Data to process:
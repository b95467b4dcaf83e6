use crate::obis::RegisterCode;
use crate::reading::DurationValue;
use crate::units::UnitValue;
use chrono::{DateTime, Utc};
use std::collections::{BTreeMap, HashMap, VecDeque};
use tracing::trace;

/// The values of one tick, keyed by register code.
pub type CodeValues = BTreeMap<RegisterCode, DurationValue>;

/// `minuend - subtrahend` across two derived series, floored at zero.
///
/// Ticks are matched on their normalized bounds. The only state is the
/// output accumulated so far.
#[derive(Debug, Clone)]
pub struct CrossSeriesDifferenceGenerator {
    minuend: RegisterCode,
    subtrahend: RegisterCode,
    values: Vec<DurationValue>,
}

impl CrossSeriesDifferenceGenerator {
    pub fn new(minuend: RegisterCode, subtrahend: RegisterCode) -> Self {
        Self {
            minuend,
            subtrahend,
            values: Vec::new(),
        }
    }

    pub fn minuend(&self) -> RegisterCode {
        self.minuend
    }

    pub fn subtrahend(&self) -> RegisterCode {
        self.subtrahend
    }

    /// True when both input codes are among `codes`.
    pub fn is_satisfied_by<'a, I>(&self, codes: I) -> bool
    where
        I: IntoIterator<Item = &'a RegisterCode>,
    {
        let (mut has_minuend, mut has_subtrahend) = (false, false);
        for code in codes {
            has_minuend |= *code == self.minuend;
            has_subtrahend |= *code == self.subtrahend;
        }
        has_minuend && has_subtrahend
    }

    /// Consumes one tick and returns the value it produced, if any.
    pub fn calculate_next(&mut self, tick: &CodeValues) -> Option<&DurationValue> {
        let minuend = tick.get(&self.minuend)?;
        let subtrahend = tick.get(&self.subtrahend)?;

        if minuend.value.unit != subtrahend.value.unit
            || minuend.normalized_start != subtrahend.normalized_start
            || minuend.normalized_end != subtrahend.normalized_end
        {
            trace!(minuend = %self.minuend, subtrahend = %self.subtrahend, "difference inputs do not line up");
            return None;
        }

        let value = (minuend.value.value - subtrahend.value.value).max(0.0);
        let mut device_ids = minuend.device_ids.clone();
        device_ids.extend(subtrahend.device_ids.iter().cloned());

        self.values.push(DurationValue {
            start: minuend.start.min(subtrahend.start),
            end: minuend.end.max(subtrahend.end),
            normalized_start: minuend.normalized_start,
            normalized_end: minuend.normalized_end,
            value: UnitValue::new(value, minuend.value.unit),
            device_ids,
        });
        self.values.last()
    }

    /// Pairs two whole series on normalized bounds and feeds every minuend
    /// tick through [`calculate_next`](Self::calculate_next).
    ///
    /// Several ticks can share the same bounds (period values inside one
    /// day bucket). Within such a group a subtrahend tick ending at the same
    /// instant is preferred, otherwise the ticks pair in order.
    pub fn calculate_series(
        &mut self,
        minuend: &[DurationValue],
        subtrahend: &[DurationValue],
    ) -> &[DurationValue] {
        let mut by_bounds: HashMap<(DateTime<Utc>, DateTime<Utc>), VecDeque<&DurationValue>> =
            HashMap::new();
        for value in subtrahend {
            by_bounds
                .entry((value.normalized_start, value.normalized_end))
                .or_default()
                .push_back(value);
        }

        for value in minuend {
            let mut tick = CodeValues::new();
            tick.insert(self.minuend, value.clone());
            if let Some(group) = by_bounds.get_mut(&(value.normalized_start, value.normalized_end)) {
                let other = match group.iter().position(|o| o.end == value.end) {
                    Some(at) => group.remove(at),
                    None => group.pop_front(),
                };
                if let Some(other) = other {
                    tick.insert(self.subtrahend, other.clone());
                }
            }
            self.calculate_next(&tick);
        }
        &self.values
    }

    pub fn values(&self) -> &[DurationValue] {
        &self.values
    }

    pub fn into_values(self) -> Vec<DurationValue> {
        self.values
    }
}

Task instructions:
Transcribe all of the data so that each line matches the source exactly.

Output of the exercise:
repository b95467b4dcaf83e6
use crate::obis::RegisterCode;
use crate::reading::DurationValue;
use crate::units::UnitValue;
use chrono::{DateTime, Utc};
use std::collections::{BTreeMap, HashMap, VecDeque};
use tracing::trace;

/// The values of one tick, keyed by register code.
pub type CodeValues = BTreeMap<RegisterCode, DurationValue>;

/// `minuend - subtrahend` across two derived series, floored at zero.
///
/// Ticks are matched on their normalized bounds. The only state is the
/// output accumulated so far.
#[derive(Debug, Clone)]
pub struct CrossSeriesDifferenceGenerator {
    minuend: RegisterCode,
    subtrahend: RegisterCode,
    values: Vec<DurationValue>,
}

impl CrossSeriesDifferenceGenerator {
    pub fn new(minuend: RegisterCode, subtrahend: RegisterCode) -> Self {
        Self {
            minuend,
            subtrahend,
            values: Vec::new(),
        }
    }

    pub fn minuend(&self) -> RegisterCode {
        self.minuend
    }

    pub fn subtrahend(&self) -> RegisterCode {
        self.subtrahend
    }

    /// True when both input codes are among `codes`.
    pub fn is_satisfied_by<'a, I>(&self, codes: I) -> bool
    where
        I: IntoIterator<Item = &'a RegisterCode>,
    {
        let (mut has_minuend, mut has_subtrahend) = (false, false);
        for code in codes {
            has_minuend |= *code == self.minuend;
            has_subtrahend |= *code == self.subtrahend;
        }
        has_minuend && has_subtrahend
    }

    /// Consumes one tick and returns the value it produced, if any.
    pub fn calculate_next(&mut self, tick: &CodeValues) -> Option<&DurationValue> {
        let minuend = tick.get(&self.minuend)?;
        let subtrahend = tick.get(&self.subtrahend)?;

        if minuend.value.unit != subtrahend.value.unit
            || minuend.normalized_start != subtrahend.normalized_start
            || minuend.normalized_end != subtrahend.normalized_end
        {
            trace!(minuend = %self.minuend, subtrahend = %self.subtrahend, "difference inputs do not line up");
            return None;
        }

        let value = (minuend.value.value - subtrahend.value.value).max(0.0);
        let mut device_ids = minuend.device_ids.clone();
        device_ids.extend(subtrahend.device_ids.iter().cloned());

        self.values.push(DurationValue {
            start: minuend.start.min(subtrahend.start),
            end: minuend.end.max(subtrahend.end),
            normalized_start: minuend.normalized_start,
            normalized_end: minuend.normalized_end,
            value: UnitValue::new(value, minuend.value.unit),
            device_ids,
        });
        self.values.last()
    }

    /// Pairs two whole series on normalized bounds and feeds every minuend
    /// tick through [`calculate_next`](Self::calculate_next).
    ///
    /// Several ticks can share the same bounds (period values inside one
    /// day bucket). Within such a group a subtrahend tick ending at the same
    /// instant is preferred, otherwise the ticks pair in order.
    pub fn calculate_series(
        &mut self,
        minuend: &[DurationValue],
        subtrahend: &[DurationValue],
    ) -> &[DurationValue] {
        let mut by_bounds: HashMap<(DateTime<Utc>, DateTime<Utc>), VecDeque<&DurationValue>> =
            HashMap::new();
        for value in subtrahend {
            by_bounds
                .entry((value.normalized_start, value.normalized_end))
                .or_default()
                .push_back(value);
        }

        for value in minuend {
            let mut tick = CodeValues::new();
            tick.insert(self.minuend, value.clone());
            if let Some(group) = by_bounds.get_mut(&(value.normalized_start, value.normalized_end)) {
                let other = match group.iter().position(|o| o.end == value.end) {
                    Some(at) => group.remove(at),
                    None => group.pop_front(),
                };
                if let Some(other) = other {
                    tick.insert(self.subtrahend, other.clone());
                }
            }
            self.calculate_next(&tick);
        }
        &self.values
    }

    pub fn values(&self) -> &[DurationValue] {
        &self.values
    }

    pub fn into_values(self) -> Vec<DurationValue> {
        self.values
    }
}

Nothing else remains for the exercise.